Now requirement three in a plutonium based bomb is already quite hard to do, but there are ways to do it. I think that the main barrier against would be wicked nuclear hooligans is requirement two.

The spontaneous fission of plutonium-240 is the key to stopping bomb makers. If we consider for a moment the plutonium signature in the fuel of unit 2 at Fukushima then we will see that the fuel has the following isotope signature (all in atom %). I got the data from Z.D. Thome et. al. in Nuclear Engineering and Design, 2012, volume 247, pages 123-127. 

0.69 % Pu-238, 65 % Pu-239, 21 % Pu-240, 11 % Pu-241 and 2.5 % Pu-242.

Now this 21 % Pu-240 will be a major head ache for a bomb designer, it will raise the spontaneous fission rate for the plutonium by a factor of 27 from the grade of plutonium which was used for the first atomic bomb test.

It is also important to bear in mind that even for fast neutrons the fission to activation ratio is worse for Pu-240 than it is for Pu-239. As a result the addition of a large amount of Pu-240 to the fissile material in a bomb would require the mass of plutonium to be made larger. In general the more plutonium in the bomb the higher the rate of spontaneous fission.

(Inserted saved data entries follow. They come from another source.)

use crate::bucket::TakeToken;
use crate::error::{Error, StoreError};
use crate::inner::StoreOptions;
use crate::storage::redis::{normalize_address, pool_config, pool_error};
use crate::storage::{commands, Storage};
use deadpool_redis::Runtime;
use std::future::Future;
use std::time::Duration;
use tracing::{info, warn};

/// Redis Cluster backend.
///
/// Session, pointer and group keys hash to different slots, so multi-key
/// deletes are split per key and group invalidation always takes the
/// two-step path.
#[derive(Clone)]
pub struct RedisClusterStorage {
    pub conn: deadpool_redis::cluster::Pool,
    timeout: Duration,
}

impl RedisClusterStorage {
    pub fn new(pool: deadpool_redis::cluster::Pool, timeout: Duration) -> Self {
        RedisClusterStorage {
            conn: pool,
            timeout,
        }
    }

    /// Builds the pool from `options` without touching the network.
    /// `address` lists the seed nodes, separated by commas.
    pub fn from_options(options: &StoreOptions) -> Result<Self, Error> {
        options.validate()?;
        let urls: Vec<String> = options
            .address
            .split(',')
            .map(str::trim)
            .filter(|node| !node.is_empty())
            .map(|node| node_url(node, options.credential.as_deref()))
            .collect();
        let mut config = deadpool_redis::cluster::Config::from_urls(urls);
        config.pool = Some(pool_config(options));
        let pool = config
            .create_pool(Some(Runtime::Tokio1))
            .map_err(|err| Error::Config(format!("failed to create cluster pool: {err}")))?;
        Ok(RedisClusterStorage::new(pool, options.command_timeout))
    }

    /// Builds the pool and checks that a node answers.
    pub async fn connect(options: &StoreOptions) -> Result<Self, Error> {
        let storage = RedisClusterStorage::from_options(options)?;
        storage.ping().await?;
        info!(address = %options.address, "connected to redis cluster");
        Ok(storage)
    }

    async fn get_conn(&self) -> Result<deadpool_redis::cluster::Connection, StoreError> {
        self.conn
            .get()
            .await
            .map_err(|err| pool_error(err, self.timeout))
    }

    async fn with_conn<T, F, Fut>(&self, f: F) -> Result<T, StoreError>
    where
        F: FnOnce(deadpool_redis::cluster::Connection) -> Fut,
        Fut: Future<Output = Result<T, StoreError>>,
    {
        let call = async {
            let conn = self.get_conn().await?;
            f(conn).await
        };
        match tokio::time::timeout(self.timeout, call).await {
            Ok(result) => result,
            Err(_) => {
                warn!(timeout = ?self.timeout, "redis cluster command timed out");
                Err(StoreError::Timeout(self.timeout))
            }
        }
    }
}

/// Seed node URL, with the credential as the URL password.
fn node_url(node: &str, credential: Option<&str>) -> String {
    let url = normalize_address(node);
    match (credential, url.split_once("://")) {
        (Some(credential), Some((scheme, rest))) if !rest.contains('@') => {
            format!("{scheme}://:{}@{rest}", encode_userinfo(credential))
        }
        _ => url,
    }
}

fn encode_userinfo(raw: &str) -> String {
    raw.bytes()
        .map(|byte| {
            if byte.is_ascii_alphanumeric() || b"-._~".contains(&byte) {
                char::from(byte).to_string()
            } else {
                format!("%{byte:02X}")
            }
        })
        .collect()
}

impl Storage for RedisClusterStorage {
    async fn get(&self, key: &str) -> Result<Option<Vec<u8>>, StoreError> {
        self.with_conn(|mut conn| async move { commands::get(&mut conn, key).await })
            .await
    }

    async fn set_px(&self, key: &str, value: &[u8], ttl: Duration) -> Result<(), StoreError> {
        self.with_conn(|mut conn| async move { commands::set_px(&mut conn, key, value, ttl).await })
            .await
    }

    async fn del(&self, keys: &[String]) -> Result<u64, StoreError> {
        self.with_conn(|mut conn| async move {
            let mut removed = 0;
            for key in keys {
                removed += commands::del(&mut conn, std::slice::from_ref(key)).await?;
            }
            Ok(removed)
        })
        .await
    }

    async fn zadd(&self, key: &str, member: &str, score: f64) -> Result<(), StoreError> {
        self.with_conn(|mut conn| async move { commands::zadd(&mut conn, key, member, score).await })
            .await
    }

    async fn zrem(&self, key: &str, members: &[String]) -> Result<u64, StoreError> {
        self.with_conn(|mut conn| async move { commands::zrem(&mut conn, key, members).await })
            .await
    }

    async fn zrange(&self, key: &str, start: isize, stop: isize) -> Result<Vec<String>, StoreError> {
        self.with_conn(|mut conn| async move { commands::zrange(&mut conn, key, start, stop).await })
            .await
    }

    async fn zcard(&self, key: &str) -> Result<u64, StoreError> {
        self.with_conn(|mut conn| async move { commands::zcard(&mut conn, key).await })
            .await
    }

    async fn pexpire(&self, key: &str, ttl: Duration) -> Result<bool, StoreError> {
        self.with_conn(|mut conn| async move { commands::pexpire(&mut conn, key, ttl).await })
            .await
    }

    async fn take_token(&self, key: &str, request: TakeToken) -> Result<bool, StoreError> {
        self.with_conn(|mut conn| async move { commands::take_token(&mut conn, key, request).await })
            .await
    }

    async fn ping(&self) -> Result<(), StoreError> {
        self.with_conn(|mut conn| async move { commands::ping(&mut conn).await })
            .await
    }
}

This will mean that the bomb designer working in his den will need to design something which works more than 27 times faster than the first American design had to. Now while technology may have improved, but I am sure that given the choice a bomb maker would far rather use a bomb grade plutonium with far less Pu-240.

Now imagine some evil gremlin of a bomb maker has built a nefarious bomb and I imagine that the gremlin wants to threaten the world and hold it to ransom with the threat of an A-bomb detonation somewhere. I imagine the wicked gremlin wants his long and dire reign of evil, and he knows that he needs a bomb which can be left on the shelf for a long time and still be trusted to function. As soon as his bomb has gone past its “best before date” the gremlin will lose his means to threaten the international community.

The plutonium-241 will shorten the shelf life of the bomb, this isotope of plutonium undergoes a beta decay to form americium-241 which has a far higher decay heat and emits gamma rays. As a result the bomb will be plagued by an increasingly intense heat source at its core which also is becoming a bigger and bigger radiation threat to the gremlin each time it tries to service the bomb. I have done some calculations (using A-level physics) and I have been able to confirm that the Fukushima grade of plutonium will emit much more heat than a bomb grade plutonium. The heat output will skyrocket as more and more americium-241 forms.

Now some of my readers will agree with me, that is fine with me but some of my readers may not agree with me. If you do not agree with me then feel free to comment and we will discuss the matter like adults.